Questo posto è sottoterra. La catastrofe che ha costretto la popolazione a nascondersi è raccontata nei dettagli, ma i dettagli non collimano e sono pieni di contraddizioni. Non è chiaro se i nativi siano i discendenti dei responsabili del disastro o siano solo delle povere vittime. Immagino non faccia molta differenza a questo punto.
È un posto claustrofobico, fatto di tunnel e stretti passaggi scavati in una roccia verdastra e oleosa, con l’aria stantia e un costante odore di muffa. C’è gente dappertutto, spostarsi vuol dire sfiorare e strisciare e qualche volta proprio spingere. È gente di tutte le età, vestiti di poco, tutti rachitici e bianchicci, con i denti che iniziano a cadere a quindici anni e le speranze di vita che non superano i quaranta. Vivono faticosamente, affamati di elettricità e sotto le costanti luci alogene. I mestieri più diffusi paiono essere il coltivatore di mucillagine, l’aggiustatore di cianfrusaglie e, naturalmente, il minatore.
“Questa è un’area ricca” mi dice Fark, appoggiato ad un piccone fatto attaccando un cartello stradale al manico di una chitarra “si trova di tutto, basta scavare. Guarda qua, solo stamattina guarda cosa ti ho trovato” mi mostra orgoglioso tre dinosauri di plastica “questi sono deliziosi. Due ore di ammollo nell’acquaragia, poi scolare, triturare, mescolare con sali di ammonio e lasciare riposare per un giorno. Si formano certi cristalli azzurri che non sono buoni da mangiare, anzi sono proprio velenosi: tu quelli prendi e li butti. Ma quel che resta, mmmmmmmm! Quel che resta! Una roba da superficie, te lo dico io”.
L’idea di un mondo di spazi aperti è ben piantata nella mente dei nativi, e all’inizio non capivo perché. Aria fresca, luce e ampi spazi: io ne ho subito sentito la mancanza, appena arrivato, ma loro?

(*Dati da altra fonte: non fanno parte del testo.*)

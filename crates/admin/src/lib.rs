pub mod routes;
pub mod state;

use std::sync::Arc;

use axum::routing::{get, post};
use axum::Router;
use gatewarden_engine::AdmissionEngine;
use tower_http::cors::{Any, CorsLayer};

use crate::state::SharedState;

pub use state::{AdminState, GatewayMetrics, SharedState as SharedStateType};

/// Build the Axum router with all admin API routes and middleware.
pub fn build_router(state: SharedState) -> Router {
    let cors = CorsLayer::new()
        .allow_origin(Any)
        .allow_methods(Any)
        .allow_headers(Any);

    Router::new()
        // Health check
        .route("/api/health", get(routes::health::health_check))
        // Prometheus metrics
        .route("/api/metrics", get(routes::metrics::get_metrics))
        // Configuration management
        .route("/api/config", get(routes::config::get_config))
        .route("/api/config/reload", post(routes::config::reload))
        .route("/api/config/history", get(routes::config::get_history))
        .route("/api/config/rollback", post(routes::config::rollback))
        .route("/api/config/validate", post(routes::config::validate))
        // Live statistics
        .route("/api/stats", get(routes::stats::get_stats))
        // Attach shared state and middleware
        .with_state(state)
        .layer(cors)
}

/// Start the admin API server on the specified address.
///
/// This function will block until the server is shut down.
pub async fn run_admin_server(state: SharedState, listen_addr: &str) -> anyhow::Result<()> {
    let app = build_router(state);

    let listener = tokio::net::TcpListener::bind(listen_addr).await?;
    tracing::info!("admin API server listening on {}", listen_addr);

    axum::serve(listener, app).await?;

    Ok(())
}

/// Convenience function to create a SharedState from an engine handle.
pub fn new_shared_state(engine: Arc<AdmissionEngine>) -> SharedState {
    Arc::new(AdminState::new(engine))
}
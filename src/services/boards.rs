use std::collections::BTreeSet;

use validator::Validate;

use super::{load_board, task_views, user_summaries};
use crate::error::AppResult;
use crate::membership;
use crate::models::{
    BoardChanges, BoardDetail, BoardId, BoardInput, BoardSummary, BoardUpdateInput,
    BoardUpdateView, NewBoard, UserId,
};
use crate::policy::{authorize_board, ensure, BoardAction};
use crate::store::Store;

/// Boards the actor owns or belongs to. The filter is part of the query, so
/// there is nothing to authorize afterwards.
pub async fn list_boards(store: &dyn Store, actor: UserId) -> AppResult<Vec<BoardSummary>> {
    let boards = store.boards_for_user(actor).await?;
    let mut summaries = Vec::with_capacity(boards.len());
    for board in &boards {
        let tasks = store.tasks_for_board(board.id).await?;
        summaries.push(BoardSummary::new(board, &tasks));
    }
    Ok(summaries)
}

pub async fn create_board(
    store: &dyn Store,
    actor: UserId,
    input: BoardInput,
) -> AppResult<BoardSummary> {
    input.validate()?;

    let requested: BTreeSet<UserId> = input.members.iter().copied().chain([actor]).collect();
    let known = store.users_by_ids(&requested).await?;
    let members = membership::member_set(actor, &input.members, &known)?;

    let board = store
        .insert_board(NewBoard {
            title: input.title,
            owner_id: actor,
            members,
        })
        .await?;
    log::info!("user {} created board {}", actor, board.id);
    Ok(BoardSummary::new(&board, &[]))
}

pub async fn get_board(store: &dyn Store, actor: UserId, id: BoardId) -> AppResult<BoardDetail> {
    let board = load_board(store, id).await?;
    ensure(
        authorize_board(actor, BoardAction::Read, &board),
        format!("You are not a member of board {}", id),
    )?;

    let members = user_summaries(store, board.members.clone()).await?;
    let tasks = store.tasks_for_board(id).await?;
    let tasks = task_views(store, tasks).await?;

    Ok(BoardDetail {
        id: board.id,
        title: board.title,
        owner_id: board.owner_id,
        members: board
            .members
            .iter()
            .filter_map(|member| members.get(member).cloned())
            .collect(),
        tasks,
    })
}

/// Replaces the title and/or member list. A member still linked to a task as
/// assignee or reviewer cannot be removed, and the whole update is rejected.
pub async fn update_board(
    store: &dyn Store,
    actor: UserId,
    id: BoardId,
    input: BoardUpdateInput,
) -> AppResult<BoardUpdateView> {
    let board = load_board(store, id).await?;
    ensure(
        authorize_board(actor, BoardAction::Write, &board),
        format!("You are not a member of board {}", id),
    )?;
    input.validate()?;

    let members = match &input.members {
        Some(requested) => {
            let ids: BTreeSet<UserId> = requested
                .iter()
                .copied()
                .chain([board.owner_id])
                .collect();
            let known = store.users_by_ids(&ids).await?;
            Some(membership::member_set(board.owner_id, requested, &known)?)
        }
        None => None,
    };

    // The store re-reads the board's tasks under its write lock and refuses
    // to drop a member still linked to one of them.
    let updated = store
        .update_board(
            id,
            BoardChanges {
                title: input.title,
                members,
            },
        )
        .await?;
    log::info!("user {} updated board {}", actor, id);

    let mut ids = updated.members.clone();
    ids.insert(updated.owner_id);
    let users = user_summaries(store, ids).await?;

    Ok(BoardUpdateView {
        id: updated.id,
        owner_data: users.get(&updated.owner_id).cloned(),
        members_data: updated
            .members
            .iter()
            .filter_map(|member| users.get(member).cloned())
            .collect(),
        title: updated.title,
    })
}

/// Owner only. Tasks and their comments go with the board.
pub async fn delete_board(store: &dyn Store, actor: UserId, id: BoardId) -> AppResult<()> {
    let board = load_board(store, id).await?;
    ensure(
        authorize_board(actor, BoardAction::Delete, &board),
        "Only the board owner can delete the board",
    )?;
    store.delete_board(id).await?;
    log::info!("user {} deleted board {}", actor, id);
    Ok(())
}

Loro qui ci sono nati, e non hanno mai conosciuto niente di diverso. Eppure si lamentano di continuo, tutti parlano dei bei tempi andati e della catastrofe, anche se sono cose successe prima della nascita dei nonni dei loro nonni, e tutti si comportano come se si aspettassero di poter vivere in grandissimi spazi vuoti, poi naturalmente non succede e sono tutti nervosi. Ho cercato di risalire alla sorgente della nostalgia, aspettandomi di scoprire un culto dell’odio e dell’amarezza, un qualche tipo di religione basata sul ricordo e sull’impossibilità di essere felici nel presente. Al più, qualche antica cronaca, eletta a testo sacro, canonicamente male interpretata. E invece niente, non un singolo sacerdote corrucciato, non una vecchia megera infelice, niente di niente. La straordinaria omogeneità dei racconti, dei motteggi, delle lamentele e dei sogni frustrati di un’intera popolazione mi parevano dover essere accettati come tali, senza autore né ragione unificante. Stavo per chiudere la ricognizione e tornare al mio mezzo, quando li ho visti: undici bambini che giocavano.
Dieci si tenevano per mano e formavano un cerchio ed il cerchio aveva come perno l’undicesimo. Tutti ruotavano: il perno in un senso, il cerchio nell’altro. Dopo giorni di calore e sudore e contatti umani inevitabili la vista di tutto quello spazio mi ha causato un moto d’invidia, il bambino al centro doveva stare benissimo e freschissimo, e i suoi dieci compagni erano davvero eroici a tenere fuori la fiumana di gente. Intanto la rotazione aumentava di velocità, e con la velocità è arrivata una filastrocca, semplice me efficace nelle immagini. Traduce male, ovviamente, ma è qualcosa su come “il piccolo <nome del bambino> correva dappertutto in un posto senza muri” ed era molto felice. La narrativa dettaglia su come ci fossero aria e acqua fresche e tanto spazio per ogni famiglia. Poi devia sul tragico, entra in scena qualcosa di grosso che arriva ed insegue, il piccolo prova a scappare dappertutto ma in quel posto senza muri ma c’è dove nascondersi, la minaccia si fa sempre più incombente fino a quando, prevedibilmente, il bambino decide di rintanarsi sottoterra. A quel punto i compagni di gioco corrono verso il centro e ci si schiantano con violenza disordinata: dalla zuffa esce un vincitore, che sarà al centro al prossimo giro. Poi il gioco ricomincia.
È una teoria un po’ azzardata, e non ho prove a riguardo, ma credo che sia la mitologia infantile a tenere viva la leggenda della superficie. D’altra parte non ho trovato nessuna traccia tangibile che ci sia stata una catastrofe. Per quel che ne so potrebbe proprio non esistere una superficie, ma da bambini imparano a sognarla e poi non smettono per tutta la vita.